3003 Background: Mismatch repair deficiency (MRD) is feature of many cancers at a frequency of approximately 1 in 30 patients independent of tumor histology. Tumors with MRD are deficient in the repair of specific DNA replication errors and as a result accumulate hundreds to thousands of mutations per tumor genome. The high number of somatic mutations increase the chances for at least one of these mutations to result in a highly immunogenic neo-antigenic protein that can trigger a potent anti-tumor immune response in the presence of PD-1 blockade. Methods: To further test this hypothesis, we conducted a phase 2 study to evaluate the activity of pembrolizumab (pembro), a programmed death-1 (PD-1) antibody in MRD tumors independent of tumor histology using a basket design.

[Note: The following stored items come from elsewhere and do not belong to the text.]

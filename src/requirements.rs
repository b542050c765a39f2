// SPDX-License-Identifier: AGPL-3.0-only

//! Declarative requirement sets for device selection.
//!
//! A requirement set says what the caller needs — queue capabilities,
//! format support, features, minimum limits — without naming a device.
//! The checker and matcher consume it; `extensions` and `validation` ride
//! along untouched for the downstream device-construction step.
//!
//! `profiles` ships canned requirement sets for the workloads hotSpring
//! actually runs, the same way forge ships dispatch profiles.

use crate::catalog::{DeviceFeatures, DeviceLimits, Extent3d, Format, FormatQuery, ImageKind, SurfaceId, Tiling};
use crate::flags::{ImageUsage, QueueFlags, SampleCounts};
use serde::{Deserialize, Serialize};

/// A request for one queue with a given capability set.
#[derive(Debug, Clone, Copy, PartialEq, Serialize, Deserialize)]
pub struct QueueRequest {
    /// Capabilities the assigned family must cover.
    pub flags: QueueFlags,
    /// When set, the assigned family must be able to present to this
    /// target.
    pub present_target: Option<SurfaceId>,
    /// Scheduling priority, passed through to queue construction.
    /// Matching never consults it.
    pub priority: f32,
}

impl QueueRequest {
    /// Request with default priority and no presentation target.
    #[must_use]
    pub const fn new(flags: QueueFlags) -> Self {
        Self { flags, present_target: None, priority: 1.0 }
    }

    /// Require presentation support for `target`.
    #[must_use]
    pub const fn present_to(mut self, target: SurfaceId) -> Self {
        self.present_target = Some(target);
        self
    }

    /// Set the queue priority.
    #[must_use]
    pub const fn with_priority(mut self, priority: f32) -> Self {
        self.priority = priority;
        self
    }
}

/// A required format configuration with its minimum capabilities.
#[derive(Debug, Clone, PartialEq, Eq, Serialize, Deserialize)]
pub struct FormatRequirement {
    pub format: Format,
    pub kind: ImageKind,
    pub tiling: Tiling,
    pub usage: ImageUsage,
    /// Sample counts that must all be supported.
    pub min_samples: SampleCounts,
    pub min_extent: Extent3d,
    pub min_mip_levels: u32,
    pub min_array_layers: u32,
    pub min_resource_size: u64,
}

impl FormatRequirement {
    /// Requirement with single-sample minimum and zero size minimums.
    #[must_use]
    pub const fn new(format: Format, kind: ImageKind, tiling: Tiling, usage: ImageUsage) -> Self {
        Self {
            format,
            kind,
            tiling,
            usage,
            min_samples: SampleCounts::X1,
            min_extent: Extent3d::new(0, 0, 0),
            min_mip_levels: 0,
            min_array_layers: 0,
            min_resource_size: 0,
        }
    }

    /// The snapshot lookup key for this requirement.
    #[must_use]
    pub const fn query(&self) -> FormatQuery {
        FormatQuery { format: self.format, kind: self.kind, tiling: self.tiling, usage: self.usage }
    }
}

/// Minimum numeric limits a device must reach.
#[derive(Debug, Clone, Copy, Default, PartialEq, Eq, Serialize, Deserialize)]
pub struct LimitRequirements {
    pub minimum_1d_texture_size: u32,
    pub minimum_2d_texture_size: u32,
    pub minimum_3d_texture_size: u32,
}

impl LimitRequirements {
    /// Inclusive check: a reported limit exactly equal to the requested
    /// minimum satisfies it.
    #[must_use]
    pub const fn satisfied_by(&self, limits: &DeviceLimits) -> bool {
        self.minimum_1d_texture_size <= limits.max_image_dimension_1d
            && self.minimum_2d_texture_size <= limits.max_image_dimension_2d
            && self.minimum_3d_texture_size <= limits.max_image_dimension_3d
    }
}

/// Everything the caller demands of a device, in one place.
#[derive(Debug, Clone, Default, PartialEq, Serialize, Deserialize)]
pub struct DeviceRequirements {
    /// Queue requests, matched in list order.
    pub queues: Vec<QueueRequest>,
    pub formats: Vec<FormatRequirement>,
    /// Features that must be reported `true`. A `false` here means
    /// "don't care", not "must be absent".
    pub features: DeviceFeatures,
    pub limits: LimitRequirements,
    /// Extension names for the downstream device-construction step.
    /// Not part of any suitability check.
    pub extensions: Vec<String>,
    /// Whether the caller wants validation/diagnostic instrumentation
    /// downstream. Not part of any suitability check.
    pub validation: bool,
}

/// Canned requirement sets for common hotSpring workloads.
pub mod profiles {
    use super::{
        DeviceFeatures, DeviceRequirements, Format, FormatRequirement, ImageKind, ImageUsage,
        LimitRequirements, QueueFlags, QueueRequest, SurfaceId, Tiling,
    };

    /// Headless f64 compute: one compute queue, one transfer queue.
    #[must_use]
    pub fn headless_compute() -> DeviceRequirements {
        DeviceRequirements {
            queues: vec![
                QueueRequest::new(QueueFlags::COMPUTE),
                QueueRequest::new(QueueFlags::TRANSFER).with_priority(0.5),
            ],
            features: DeviceFeatures { shader_float64: true, ..DeviceFeatures::default() },
            ..DeviceRequirements::default()
        }
    }

    /// On-screen rendering: a graphics queue that can present to
    /// `target`, an sRGB swapchain-class color format, and anisotropic
    /// sampling.
    #[must_use]
    pub fn presentation(target: SurfaceId) -> DeviceRequirements {
        DeviceRequirements {
            queues: vec![QueueRequest::new(QueueFlags::GRAPHICS).present_to(target)],
            formats: vec![FormatRequirement::new(
                Format::Bgra8Srgb,
                ImageKind::D2,
                Tiling::Optimal,
                ImageUsage::COLOR_ATTACHMENT,
            )],
            features: DeviceFeatures { sampler_anisotropy: true, ..DeviceFeatures::default() },
            limits: LimitRequirements {
                minimum_2d_texture_size: 4096,
                ..LimitRequirements::default()
            },
            ..DeviceRequirements::default()
        }
    }

    /// Bulk upload/readback streaming: two transfer queues.
    #[must_use]
    pub fn transfer_streaming() -> DeviceRequirements {
        DeviceRequirements {
            queues: vec![
                QueueRequest::new(QueueFlags::TRANSFER),
                QueueRequest::new(QueueFlags::TRANSFER).with_priority(0.5),
            ],
            ..DeviceRequirements::default()
        }
    }
}
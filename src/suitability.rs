// SPDX-License-Identifier: AGPL-3.0-only

//! Constraint checker — first-failure classification of a candidate.
//!
//! Categories are evaluated in a fixed order (queues, formats, features,
//! limits) and the first unmet one is the verdict; later categories are
//! not inspected. The queue check runs the real family matcher rather
//! than a weaker per-request test, because a device can look queue-capable
//! until earlier requests consume a family's slots.
//!
//! Boundary semantics are inclusive throughout: a reported maximum exactly
//! equal to a requested minimum passes. See DESIGN.md for the decision
//! record.

use crate::assign::assign;
use crate::catalog::DeviceCatalog;
use crate::requirements::{DeviceRequirements, FormatRequirement};
use serde::{Deserialize, Serialize};
use std::fmt;

/// Categorical result of checking one device against a requirement set.
#[derive(Debug, Clone, Copy, PartialEq, Eq, Serialize, Deserialize)]
pub enum Suitability {
    Suitable,
    UnsatisfiedQueues,
    UnsatisfiedFormats,
    UnsatisfiedFeatures,
    UnsatisfiedLimits,
}

impl Suitability {
    #[must_use]
    pub const fn is_suitable(self) -> bool {
        matches!(self, Self::Suitable)
    }
}

impl fmt::Display for Suitability {
    fn fmt(&self, f: &mut fmt::Formatter<'_>) -> fmt::Result {
        match self {
            Self::Suitable => write!(f, "suitable"),
            Self::UnsatisfiedQueues => write!(f, "does not satisfy queue requirements"),
            Self::UnsatisfiedFormats => write!(f, "does not satisfy format requirements"),
            Self::UnsatisfiedFeatures => write!(f, "does not satisfy feature requirements"),
            Self::UnsatisfiedLimits => write!(f, "does not satisfy limit requirements"),
        }
    }
}

/// Check one device catalog against a requirement set.
///
/// Returns the first unmet category, or [`Suitability::Suitable`] when all
/// four pass. Never aggregates multiple failures.
#[must_use]
pub fn check_device(catalog: &DeviceCatalog, requirements: &DeviceRequirements) -> Suitability {
    if !queues_satisfied(catalog, requirements) {
        return Suitability::UnsatisfiedQueues;
    }
    if !formats_satisfied(catalog, &requirements.formats) {
        return Suitability::UnsatisfiedFormats;
    }
    if !catalog.features.supports(&requirements.features) {
        return Suitability::UnsatisfiedFeatures;
    }
    if !requirements.limits.satisfied_by(&catalog.limits) {
        return Suitability::UnsatisfiedLimits;
    }
    Suitability::Suitable
}

/// Every queue request finds a family once capacities are accounted for.
/// Same matching logic the selector later uses for the winner.
fn queues_satisfied(catalog: &DeviceCatalog, requirements: &DeviceRequirements) -> bool {
    assign(catalog, &requirements.queues).is_complete()
}

fn formats_satisfied(catalog: &DeviceCatalog, requirements: &[FormatRequirement]) -> bool {
    requirements.iter().all(|req| {
        let Some(caps) = catalog.format_caps(&req.query()) else {
            return false;
        };
        caps.sample_counts.contains(req.min_samples)
            && req.min_extent.fits_within(&caps.max_extent)
            && req.min_mip_levels <= caps.max_mip_levels
            && req.min_array_layers <= caps.max_array_layers
            && req.min_resource_size <= caps.max_resource_size
    })
}
// SPDX-License-Identifier: AGPL-3.0-only

//! Capability catalog — a read-only snapshot of one candidate device.
//!
//! A catalog is plain data: queue families with their capacities, the
//! boolean feature vector, numeric limits, and the answers to the format
//! queries the caller cared about at snapshot time. It is produced once by
//! the probe layer (or deserialized from a saved snapshot) and never
//! mutated afterward — the matcher works on its own private capacity copy.
//!
//! Catalogs serialize to JSON so a selection run can be replayed offline,
//! the same way benchmark reports are persisted elsewhere in hotSpring.

use crate::flags::{ImageUsage, QueueFlags, SampleCounts};
use serde::{Deserialize, Serialize};
use std::fmt;

/// Broad device class, used only by the scorer.
#[derive(Debug, Clone, Copy, PartialEq, Eq, Hash, Serialize, Deserialize)]
pub enum DeviceClass {
    DiscreteGpu,
    IntegratedGpu,
    VirtualGpu,
    Cpu,
    Other,
}

impl fmt::Display for DeviceClass {
    fn fmt(&self, f: &mut fmt::Formatter<'_>) -> fmt::Result {
        match self {
            Self::DiscreteGpu => write!(f, "discrete"),
            Self::IntegratedGpu => write!(f, "integrated"),
            Self::VirtualGpu => write!(f, "virtual"),
            Self::Cpu => write!(f, "cpu"),
            Self::Other => write!(f, "other"),
        }
    }
}

/// Opaque identifier for a presentation target (window surface).
///
/// The catalog records which families can present to which targets; the
/// surface handle itself never enters the snapshot.
#[derive(Debug, Clone, Copy, PartialEq, Eq, Hash, Serialize, Deserialize)]
pub struct SurfaceId(pub u64);

/// One queue family: what it can do, and how many slots it has.
#[derive(Debug, Clone, PartialEq, Eq, Serialize, Deserialize)]
pub struct FamilyInfo {
    /// Capability flag set for every slot in this family.
    pub flags: QueueFlags,
    /// Slot count as reported by the device. Never mutated here; the
    /// matcher decrements a working copy.
    pub capacity: u32,
    /// Presentation targets this family can present to.
    pub present_targets: Vec<SurfaceId>,
}

impl FamilyInfo {
    /// Family with no presentation support.
    #[must_use]
    pub const fn new(flags: QueueFlags, capacity: u32) -> Self {
        Self { flags, capacity, present_targets: Vec::new() }
    }

    /// Whether this family can present to `target`.
    #[must_use]
    pub fn supports_present(&self, target: SurfaceId) -> bool {
        self.present_targets.contains(&target)
    }
}

/// Fixed, enumerable feature vector.
///
/// The same type describes both what a device reports and what a
/// requirement set demands; a demanded `true` must be reported `true`,
/// and a demanded `false` is not checked.
#[derive(Debug, Clone, Copy, Default, PartialEq, Eq, Serialize, Deserialize)]
#[allow(clippy::struct_excessive_bools)]
pub struct DeviceFeatures {
    pub robust_buffer_access: bool,
    pub full_draw_index_uint32: bool,
    pub geometry_shader: bool,
    pub tessellation_shader: bool,
    pub sampler_anisotropy: bool,
    pub texture_compression_bc: bool,
    pub shader_float64: bool,
    pub shader_int64: bool,
    pub multi_viewport: bool,
    pub fill_mode_non_solid: bool,
    pub wide_lines: bool,
    pub independent_blend: bool,
}

impl DeviceFeatures {
    /// The feature vector as named entries, in declaration order.
    #[must_use]
    pub const fn entries(&self) -> [(&'static str, bool); 12] {
        [
            ("robust_buffer_access", self.robust_buffer_access),
            ("full_draw_index_uint32", self.full_draw_index_uint32),
            ("geometry_shader", self.geometry_shader),
            ("tessellation_shader", self.tessellation_shader),
            ("sampler_anisotropy", self.sampler_anisotropy),
            ("texture_compression_bc", self.texture_compression_bc),
            ("shader_float64", self.shader_float64),
            ("shader_int64", self.shader_int64),
            ("multi_viewport", self.multi_viewport),
            ("fill_mode_non_solid", self.fill_mode_non_solid),
            ("wide_lines", self.wide_lines),
            ("independent_blend", self.independent_blend),
        ]
    }

    /// Whether this (reported) vector satisfies a required vector: every
    /// feature the requirement sets `true` must be `true` here.
    #[must_use]
    pub fn supports(&self, required: &Self) -> bool {
        self.first_missing(required).is_none()
    }

    /// Name of the first required feature this vector lacks, if any.
    #[must_use]
    pub fn first_missing(&self, required: &Self) -> Option<&'static str> {
        let have = self.entries();
        required
            .entries()
            .iter()
            .zip(have.iter())
            .find(|((_, wanted), (_, got))| *wanted && !*got)
            .map(|((name, _), _)| *name)
    }
}

/// Numeric limits consumed by the constraint checker and the scorer.
#[derive(Debug, Clone, Copy, PartialEq, Eq, Serialize, Deserialize)]
pub struct DeviceLimits {
    pub max_image_dimension_1d: u32,
    pub max_image_dimension_2d: u32,
    pub max_image_dimension_3d: u32,
    pub max_framebuffer_width: u32,
    pub max_framebuffer_height: u32,
    pub max_bound_descriptor_sets: u32,
    pub max_compute_work_group_count: [u32; 3],
    pub max_compute_shared_memory_size: u32,
}

impl Default for DeviceLimits {
    /// Baseline limits every conformant device must reach.
    fn default() -> Self {
        Self {
            max_image_dimension_1d: 4096,
            max_image_dimension_2d: 4096,
            max_image_dimension_3d: 256,
            max_framebuffer_width: 4096,
            max_framebuffer_height: 4096,
            max_bound_descriptor_sets: 4,
            max_compute_work_group_count: [65_535, 65_535, 65_535],
            max_compute_shared_memory_size: 16_384,
        }
    }
}

/// Image extent in texels.
#[derive(Debug, Clone, Copy, Default, PartialEq, Eq, Serialize, Deserialize)]
pub struct Extent3d {
    pub width: u32,
    pub height: u32,
    pub depth: u32,
}

impl Extent3d {
    #[must_use]
    pub const fn new(width: u32, height: u32, depth: u32) -> Self {
        Self { width, height, depth }
    }

    /// Inclusive per-axis containment: an extent exactly equal to the
    /// maximum fits.
    #[must_use]
    pub const fn fits_within(&self, max: &Self) -> bool {
        self.width <= max.width && self.height <= max.height && self.depth <= max.depth
    }
}

/// Dimensionality of an image resource.
#[derive(Debug, Clone, Copy, PartialEq, Eq, Hash, Serialize, Deserialize)]
pub enum ImageKind {
    D1,
    D2,
    D3,
}

/// Memory layout of an image resource.
#[derive(Debug, Clone, Copy, PartialEq, Eq, Hash, Serialize, Deserialize)]
pub enum Tiling {
    Optimal,
    Linear,
}

/// Pixel formats the snapshot layer knows how to query.
#[derive(Debug, Clone, Copy, PartialEq, Eq, Hash, Serialize, Deserialize)]
pub enum Format {
    R8Unorm,
    Rgba8Unorm,
    Rgba8Srgb,
    Bgra8Unorm,
    Bgra8Srgb,
    Rgba16Sfloat,
    Rgba32Sfloat,
    R32Sfloat,
    R32Uint,
    D16Unorm,
    D32Sfloat,
    D24UnormS8Uint,
}

/// Key identifying one format-support question.
#[derive(Debug, Clone, Copy, PartialEq, Eq, Hash, Serialize, Deserialize)]
pub struct FormatQuery {
    pub format: Format,
    pub kind: ImageKind,
    pub tiling: Tiling,
    pub usage: ImageUsage,
}

/// What the device reported for one supported format configuration.
#[derive(Debug, Clone, Copy, PartialEq, Eq, Serialize, Deserialize)]
pub struct ImageFormatCaps {
    pub max_extent: Extent3d,
    pub max_mip_levels: u32,
    pub max_array_layers: u32,
    pub sample_counts: SampleCounts,
    pub max_resource_size: u64,
}

/// A format configuration the device supports, with its capabilities.
///
/// `usage` is the supported usage set; a query matches when format, kind,
/// and tiling are equal and the queried usage is a subset of it.
#[derive(Debug, Clone, PartialEq, Eq, Serialize, Deserialize)]
pub struct FormatProfile {
    pub format: Format,
    pub kind: ImageKind,
    pub tiling: Tiling,
    pub usage: ImageUsage,
    pub caps: ImageFormatCaps,
}

/// Read-only capability snapshot of one candidate device.
#[derive(Debug, Clone, PartialEq, Serialize, Deserialize)]
pub struct DeviceCatalog {
    /// Device name as reported by the driver.
    pub name: String,
    pub device_class: DeviceClass,
    /// Queue families in enumeration order; the ordinal position is the
    /// family identifier everywhere else in the crate.
    pub families: Vec<FamilyInfo>,
    pub features: DeviceFeatures,
    pub limits: DeviceLimits,
    /// Answers to the format queries captured at snapshot time. An absent
    /// entry means the device rejected the query.
    pub formats: Vec<FormatProfile>,
}

impl DeviceCatalog {
    /// Look up the snapshot's answer to a format-support question.
    ///
    /// Returns `None` when the configuration was unsupported (or never
    /// queried), which the checker treats as a format failure.
    #[must_use]
    pub fn format_caps(&self, query: &FormatQuery) -> Option<&ImageFormatCaps> {
        self.formats
            .iter()
            .find(|p| {
                p.format == query.format
                    && p.kind == query.kind
                    && p.tiling == query.tiling
                    && p.usage.contains(query.usage)
            })
            .map(|p| &p.caps)
    }

    /// Count of distinct capability bits exposed across all families.
    ///
    /// The scorer's queue-diversity term: a device whose families together
    /// cover graphics, compute, and transfer scores higher than one
    /// exposing graphics alone.
    #[must_use]
    pub fn queue_diversity(&self) -> u32 {
        self.families
            .iter()
            .fold(QueueFlags::empty(), |acc, f| acc | f.flags)
            .bit_count()
    }

    /// Serialize to pretty JSON for snapshot persistence.
    ///
    /// # Errors
    ///
    /// Returns `Err` if JSON serialization fails.
    pub fn to_json(&self) -> serde_json::Result<String> {
        serde_json::to_string_pretty(self)
    }

    /// Parse a snapshot produced by [`Self::to_json`].
    ///
    /// # Errors
    ///
    /// Returns `Err` if the input is not a valid catalog snapshot.
    pub fn from_json(json: &str) -> serde_json::Result<Self> {
        serde_json::from_str(json)
    }
}

impl fmt::Display for DeviceCatalog {
    fn fmt(&self, f: &mut fmt::Formatter<'_>) -> fmt::Result {
        write!(
            f,
            "{} [{}] {} families",
            self.name,
            self.device_class,
            self.families.len()
        )
    }
}

#[cfg(test)]
#[allow(clippy::expect_used)]
mod tests {
    use super::*;

    fn color_profile() -> FormatProfile {
        FormatProfile {
            format: Format::Bgra8Srgb,
            kind: ImageKind::D2,
            tiling: Tiling::Optimal,
            usage: ImageUsage::COLOR_ATTACHMENT | ImageUsage::SAMPLED,
            caps: ImageFormatCaps {
                max_extent: Extent3d::new(16_384, 16_384, 1),
                max_mip_levels: 15,
                max_array_layers: 2048,
                sample_counts: SampleCounts::X1 | SampleCounts::X4,
                max_resource_size: 1 << 31,
            },
        }
    }

    fn test_catalog() -> DeviceCatalog {
        DeviceCatalog {
            name: String::from("Test GPU"),
            device_class: DeviceClass::DiscreteGpu,
            families: vec![
                FamilyInfo::new(QueueFlags::GRAPHICS | QueueFlags::COMPUTE, 2),
                FamilyInfo::new(QueueFlags::TRANSFER, 1),
            ],
            features: DeviceFeatures::default(),
            limits: DeviceLimits::default(),
            formats: vec![color_profile()],
        }
    }

    #[test]
    fn format_lookup_requires_usage_subset() {
        let catalog = test_catalog();
        let mut query = FormatQuery {
            format: Format::Bgra8Srgb,
            kind: ImageKind::D2,
            tiling: Tiling::Optimal,
            usage: ImageUsage::COLOR_ATTACHMENT,
        };
        assert!(catalog.format_caps(&query).is_some());

        query.usage = ImageUsage::COLOR_ATTACHMENT | ImageUsage::STORAGE;
        assert!(catalog.format_caps(&query).is_none(), "STORAGE is not in the profile");
    }

    #[test]
    fn format_lookup_is_exact_on_tiling() {
        let catalog = test_catalog();
        let query = FormatQuery {
            format: Format::Bgra8Srgb,
            kind: ImageKind::D2,
            tiling: Tiling::Linear,
            usage: ImageUsage::SAMPLED,
        };
        assert!(catalog.format_caps(&query).is_none());
    }

    #[test]
    fn queue_diversity_counts_distinct_bits() {
        let catalog = test_catalog();
        // graphics | compute | transfer across both families.
        assert_eq!(catalog.queue_diversity(), 3);
    }

    #[test]
    fn feature_vector_true_only_semantics() {
        let reported = DeviceFeatures { shader_float64: true, ..DeviceFeatures::default() };
        let wants_f64 = DeviceFeatures { shader_float64: true, ..DeviceFeatures::default() };
        let wants_geometry = DeviceFeatures { geometry_shader: true, ..DeviceFeatures::default() };

        assert!(reported.supports(&wants_f64));
        assert!(reported.supports(&DeviceFeatures::default()), "nothing demanded");
        assert!(!reported.supports(&wants_geometry));
        assert_eq!(reported.first_missing(&wants_geometry), Some("geometry_shader"));
    }

    #[test]
    fn extent_containment_is_inclusive() {
        let max = Extent3d::new(4096, 4096, 1);
        assert!(Extent3d::new(4096, 4096, 1).fits_within(&max));
        assert!(Extent3d::new(0, 0, 0).fits_within(&max));
        assert!(!Extent3d::new(4097, 1, 1).fits_within(&max));
    }

    #[test]
    fn display_shows_name_class_and_family_count() {
        let s = test_catalog().to_string();
        assert!(s.contains("Test GPU"));
        assert!(s.contains("discrete"));
        assert!(s.contains("2 families"));
    }

    #[test]
    fn json_round_trip() {
        let catalog = test_catalog();
        let json = catalog.to_json().expect("serialize");
        let back = DeviceCatalog::from_json(&json).expect("deserialize");
        assert_eq!(catalog, back);
    }
}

Pembro was administered at 10 mg/kg every 14 days in patients with > 1 prior therapy. The co-primary endpoints were response and progression-free survival rate at 20 weeks. Secondary endpoints included disease control rate (DCR = CR+PR+SD), PFS, overall survival (OS) and safety. Results: A total of 29 patients were enrolled and treated on this study, including the following histologies: (endometrial: 9; pancreatic: 4; ampullary: 4; biliary: 3; small bowel: 3; gastric: 3; thyroid: 1; prostate: 1; sarcoma: 1). Median follow up time is 8.1 mos. Objective response and disease control rates were 48% (14/29, 95% confidence interval: 29-67%) and 72% (21/29), respectively. Twenty of 29 patients remain on treatment due to clinical benefit. Median overall Survival (OS) and progression-free survival (PFS) were 21 months and not reached (NR). The OS and PFS rates at 12 months were 79% and 54%, respectively, which support the durability of clinical benefit. Among the patients with an objective response, only 3 have developed secondary resistance to pembro with a median time to progression of 5 months. Conclusions: Independent of tumor histology, patients with advanced MRD cancers receive durable clinical benefit with Pembro. Clinical trial information: NCT01876511.